Because of the unique procedural posture of this case, we believe it necessary to remand this case for the trial court to conduct the hearing on Heard’s motion for a new trial that it could not conduct as a result of this Court’s dismissal of Heard’s appeal. Heard should not be foreclosed from presenting evidence to support his allegations of ineffective assistance of counsel solely because this Court erred in dismissing his appeal. Moreover, because the trial court lost jurisdiction to consider Heard’s motion for a new trial before hearing all of Heard’s evidence, the court necessarily could not issue an order addressing Heard’s allegations of ineffective assistance of counsel. However, the trial court is in the best position to address allegations of ineffective assistance of counsel. See, e.g., Vinnie v. State, 866 So.2d 1175, 1176 (Ala.Crim.App.2002) (“ ‘ “Because the trial court presided over the trial and the hearing on the motion for a new trial, we believe that that court is in the best position to make findings of fact regarding the appellant’s claims.” ’ ” (Citations omitted.)). Thus, a remand is necessary in this case.

IV.

For the reasons stated above, we reverse Heard’s conviction and sentence for capital murder, and we remand this case for the trial court (1) to vacate the conviction and sentence for capital murder under Count II of the indictment, and (2) to conduct an evidentiary hearing and to issue specific written findings of fact regarding Heard’s allegations that his trial counsel were ineffective for not investigating whether he was competent to stand trial and for not pursuing the mental-disease- or-defect defense at trial. Due return shall be filed with this Court within 49 days of the date of this opinion. The return to remand shall include a transcript of the evidentiary hearing conducted on remand, any other evidence received by the trial court, and the court’s written findings of fact.

REVERSED IN PART; REMANDED WITH DIRECTIONS.

McMILLAN, P.J., and COBB, BASCHAB, and WISE, JJ., concur. 
      
      . Miranda v. Arizona, 384 U.S. 436, 86 S.Ct. 1602, 16 L.Ed.2d 694 (1966).
     
      
      . Both Darcell Brown and Tommy Lee Wilson were also charged with capital murder in connection with the murder of Betty Weaver. Pursuant to an agreement with the State, Brown pleaded guilty to robbery in the first degree and was sentenced as a habitual felony offender to life imprisonment.
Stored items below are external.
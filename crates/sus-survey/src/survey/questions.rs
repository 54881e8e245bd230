use serde::Serialize;

pub const QUESTION_COUNT: usize = 10;

/// Direction of agreement: whether a high answer signals good usability.
#[derive(Debug, Clone, Copy, PartialEq, Eq, Serialize)]
#[serde(rename_all = "snake_case")]
pub enum Polarity {
    Positive,
    Negative,
}

#[derive(Debug, Clone, Copy, PartialEq, Eq, Serialize)]
pub struct SurveyQuestion {
    pub index: usize,
    pub text: &'static str,
    pub polarity: Polarity,
}

impl SurveyQuestion {
    const fn new(index: usize, text: &'static str, polarity: Polarity) -> Self {
        Self {
            index,
            text,
            polarity,
        }
    }

    pub fn label(&self) -> String {
        format!("P{}", self.index + 1)
    }
}

/// The standard SUS questionnaire. Items alternate positive and negative wording.
pub static SUS_QUESTIONS: [SurveyQuestion; QUESTION_COUNT] = [
    SurveyQuestion::new(
        0,
        "I think that I would like to use this system frequently.",
        Polarity::Positive,
    ),
    SurveyQuestion::new(
        1,
        "I found the system unnecessarily complex.",
        Polarity::Negative,
    ),
    SurveyQuestion::new(2, "I thought the system was easy to use.", Polarity::Positive),
    SurveyQuestion::new(
        3,
        "I think that I would need the support of a technical person to be able to use this system.",
        Polarity::Negative,
    ),
    SurveyQuestion::new(
        4,
        "I found the various functions in this system were well integrated.",
        Polarity::Positive,
    ),
    SurveyQuestion::new(
        5,
        "I thought there was too much inconsistency in this system.",
        Polarity::Negative,
    ),
    SurveyQuestion::new(
        6,
        "I would imagine that most people would learn to use this system very quickly.",
        Polarity::Positive,
    ),
    SurveyQuestion::new(
        7,
        "I found the system very cumbersome to use.",
        Polarity::Negative,
    ),
    SurveyQuestion::new(
        8,
        "I felt very confident using the system.",
        Polarity::Positive,
    ),
    SurveyQuestion::new(
        9,
        "I needed to learn a lot of things before I could get going with this system.",
        Polarity::Negative,
    ),
];

/// Dashboard axis labels, `P1` through `P10`.
pub fn question_labels() -> Vec<String> {
    SUS_QUESTIONS.iter().map(SurveyQuestion::label).collect()
}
Brown did not appeal from his conviction and sentence, but he did file a Rule 32, Ala.R.Crim.P., petition for postconviction relief, which the circuit court denied. This Court upheld the denial on appeal in an unpublished memorandum issued on November 21, 2003. Brown v. State (No. CR-02-1859), 897 So.2d 1252 (Ala.Crim. App.2003) (table). Wilson was convicted of two counts of capital murder and was sentenced to two terms of life imprisonment without the possibility of parole. This Court affirmed Wilson's convictions and sentences in an unpublished memorandum issued on June 20, 2003. Wilson v. State (No. CR-02-0852), 880 So.2d 513 (Ala.Crim.App.2003) (table).
     
      
      . The trial court "determined that no verdict had been returned on Count 11” of the indictment, thereby acquitting Dorsey of that count. Dorseyv. State, 881 So.2d 460, 510 (Ala.Crim. App.2001).
     
      
      . The trial court also accepted the jury's verdict convicting Dorsey of robbery under Count I of the indictment; this Court, however, vacated that conviction on the ground that it violated the principles of double jeopardy. See Dorsey v. State, 881 So.2d 460, 513 (Ala.Crim.App.2001).